I Blame The Music: Lias Saoudi’s Baker’s Dozen | Page 7 of 14 | The Quietus

Baker's Dozen

Artists discuss the 13 records that shaped their lives

6. Eden AhbezEden’s Island

Once touring Songs For Our Mothers was finally done with, I relocated to Cambodia for several months with the express desire of listening to this record in a more fitting environ than those available to me in northern Europe. I eventually found myself living in a little shack near a place called Sihanoukville, on a kind of hippy beach running up the coast called Otres 1. Otres 2 was slightly further up the road. In Otres 2 you could have someone bring a drink to your room, you could pay for an actual massage, that kind of thing.

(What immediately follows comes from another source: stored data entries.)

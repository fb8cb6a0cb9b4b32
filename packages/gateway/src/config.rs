//! Store connection settings read from the environment.

use std::time::Duration;

use crate::GatewayError;

/// Default per-request timeout.
pub const DEFAULT_TIMEOUT_SECS: u64 = 30;

const URL_VARS: &[&str] = &["SUPABASE_URL", "NEXT_PUBLIC_SUPABASE_URL"];
const KEY_VAR: &str = "SUPABASE_SERVICE_ROLE_KEY";
const TIMEOUT_VAR: &str = "GATEWAY_TIMEOUT_SECS";

/// Where the store lives and how to authenticate against it.
#[derive(Debug, Clone, PartialEq, Eq)]
pub struct GatewayConfig {
    /// Base URL of the store, without the `/rest/v1` suffix.
    pub url: String,
    /// Service key sent as `apikey` and bearer token.
    pub service_key: String,
    /// Per-request timeout.
    pub timeout: Duration,
}

impl GatewayConfig {
    #[must_use]
    pub fn new(url: impl Into<String>, service_key: impl Into<String>) -> Self {
        Self {
            url: url.into(),
            service_key: service_key.into(),
            timeout: Duration::from_secs(DEFAULT_TIMEOUT_SECS),
        }
    }

    /// Reads the configuration from the process environment.
    ///
    /// # Errors
    ///
    /// Returns [`GatewayError::MissingEnv`] if the URL or service key is
    /// unset or blank.
    pub fn from_env() -> Result<Self, GatewayError> {
        Self::from_lookup(|name| std::env::var(name).ok())
    }

    /// Same as [`Self::from_env`] with a custom variable source.
    ///
    /// All whitespace, including embedded newlines, is removed from the
    /// URL and key. An unparsable timeout falls back to the default.
    ///
    /// # Errors
    ///
    /// Returns [`GatewayError::MissingEnv`] if the URL or service key is
    /// unset or blank.
    pub fn from_lookup(lookup: impl Fn(&str) -> Option<String>) -> Result<Self, GatewayError> {
        let url = URL_VARS
            .iter()
            .filter_map(|name| lookup(name))
            .map(|value| strip_whitespace(&value))
            .find(|value| !value.is_empty())
            .ok_or_else(|| GatewayError::MissingEnv {
                name: URL_VARS[0].to_string(),
            })?;

        let service_key = lookup(KEY_VAR)
            .map(|value| strip_whitespace(&value))
            .filter(|value| !value.is_empty())
            .ok_or_else(|| GatewayError::MissingEnv {
                name: KEY_VAR.to_string(),
            })?;

        let timeout_secs = match lookup(TIMEOUT_VAR) {
            Some(raw) => raw.trim().parse().unwrap_or_else(|_| {
                log::warn!(
                    "Invalid {TIMEOUT_VAR} {raw:?}, using {DEFAULT_TIMEOUT_SECS}s"
                );
                DEFAULT_TIMEOUT_SECS
            }),
            None => DEFAULT_TIMEOUT_SECS,
        };

        Ok(Self {
            url,
            service_key,
            timeout: Duration::from_secs(timeout_secs),
        })
    }
}

fn strip_whitespace(value: &str) -> String {
    value.chars().filter(|c| !c.is_whitespace()).collect()
}

#[cfg(test)]
mod tests {
    use std::collections::BTreeMap;

    use super::*;

    fn lookup(vars: &[(&str, &str)]) -> impl Fn(&str) -> Option<String> {
        let vars: BTreeMap<String, String> = vars
            .iter()
            .map(|(k, v)| ((*k).to_string(), (*v).to_string()))
            .collect();
        move |name| vars.get(name).cloned()
    }

    #[test]
    fn strips_whitespace_and_newlines() {
        let config = GatewayConfig::from_lookup(lookup(&[
            ("SUPABASE_URL", " https://example.supabase.co\n"),
            ("SUPABASE_SERVICE_ROLE_KEY", "abc\ndef "),
        ]))
        .unwrap();
        assert_eq!(config.url, "https://example.supabase.co");
        assert_eq!(config.service_key, "abcdef");
        assert_eq!(config.timeout, Duration::from_secs(30));
    }

    #[test]
    fn falls_back_to_public_url() {
        let config = GatewayConfig::from_lookup(lookup(&[
            ("SUPABASE_URL", "  "),
            ("NEXT_PUBLIC_SUPABASE_URL", "https://public.supabase.co"),
            ("SUPABASE_SERVICE_ROLE_KEY", "key"),
        ]))
        .unwrap();
        assert_eq!(config.url, "https://public.supabase.co");
    }

    #[test]
    fn missing_values() {
        let err = GatewayConfig::from_lookup(lookup(&[("SUPABASE_SERVICE_ROLE_KEY", "key")]))
            .unwrap_err();
        assert!(matches!(err, GatewayError::MissingEnv { name } if name == "SUPABASE_URL"));

        let err = GatewayConfig::from_lookup(lookup(&[
            ("SUPABASE_URL", "https://example.supabase.co"),
            ("SUPABASE_SERVICE_ROLE_KEY", "\n"),
        ]))
        .unwrap_err();
        assert!(
            matches!(err, GatewayError::MissingEnv { name } if name == "SUPABASE_SERVICE_ROLE_KEY")
        );
    }

    #[test]
    fn timeout_override() {
        let vars = [
            ("SUPABASE_URL", "https://example.supabase.co"),
            ("SUPABASE_SERVICE_ROLE_KEY", "key"),
            ("GATEWAY_TIMEOUT_SECS", "5"),
        ];
        let config = GatewayConfig::from_lookup(lookup(&vars)).unwrap();
        assert_eq!(config.timeout, Duration::from_secs(5));

        let vars = [
            ("SUPABASE_URL", "https://example.supabase.co"),
            ("SUPABASE_SERVICE_ROLE_KEY", "key"),
            ("GATEWAY_TIMEOUT_SECS", "soon"),
        ];
        let config = GatewayConfig::from_lookup(lookup(&vars)).unwrap();
        assert_eq!(config.timeout, Duration::from_secs(30));
    }
}
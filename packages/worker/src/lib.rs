#![cfg_attr(feature = "fail-on-warnings", deny(warnings))]
#![warn(clippy::all, clippy::pedantic, clippy::nursery, clippy::cargo)]
#![allow(clippy::multiple_crate_versions, clippy::cargo_common_metadata)]

//! Derived views over raw worker records.
//!
//! * [`fields`] resolves location, industry, employer and visa fields by
//!   falling back from the record's own columns to its survey payloads.
//! * [`status`] classifies a worker's wellbeing from open alerts and the
//!   employer rating they reported.

pub mod fields;
pub mod status;

pub use fields::{ResolvedFields, WorkerField};
pub use status::classify;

You could pay for the other type, too. There were a great many Chinese tourists up there. Otres 1 was bedraggled, the people there were, much like myself, a kind of druggy detritus that had washed up where the price of a drink was negligible and you could buy pills over the bar. Repeatedly I would try and push eden ahbez onto the people I’d meet. Late in the evening, especially. Folks really couldn’t get on board with it. There we were, in southeast Asia, the sun, a little pot of molten copper, peaking over the horizon at the break of day, the palm trees, the pacific, and still, no dice… turn this depressing shit off. If it weren’t for psytrance, I would never have left, I would still be there, in one of those bars, trying to convince myself I had no regrets.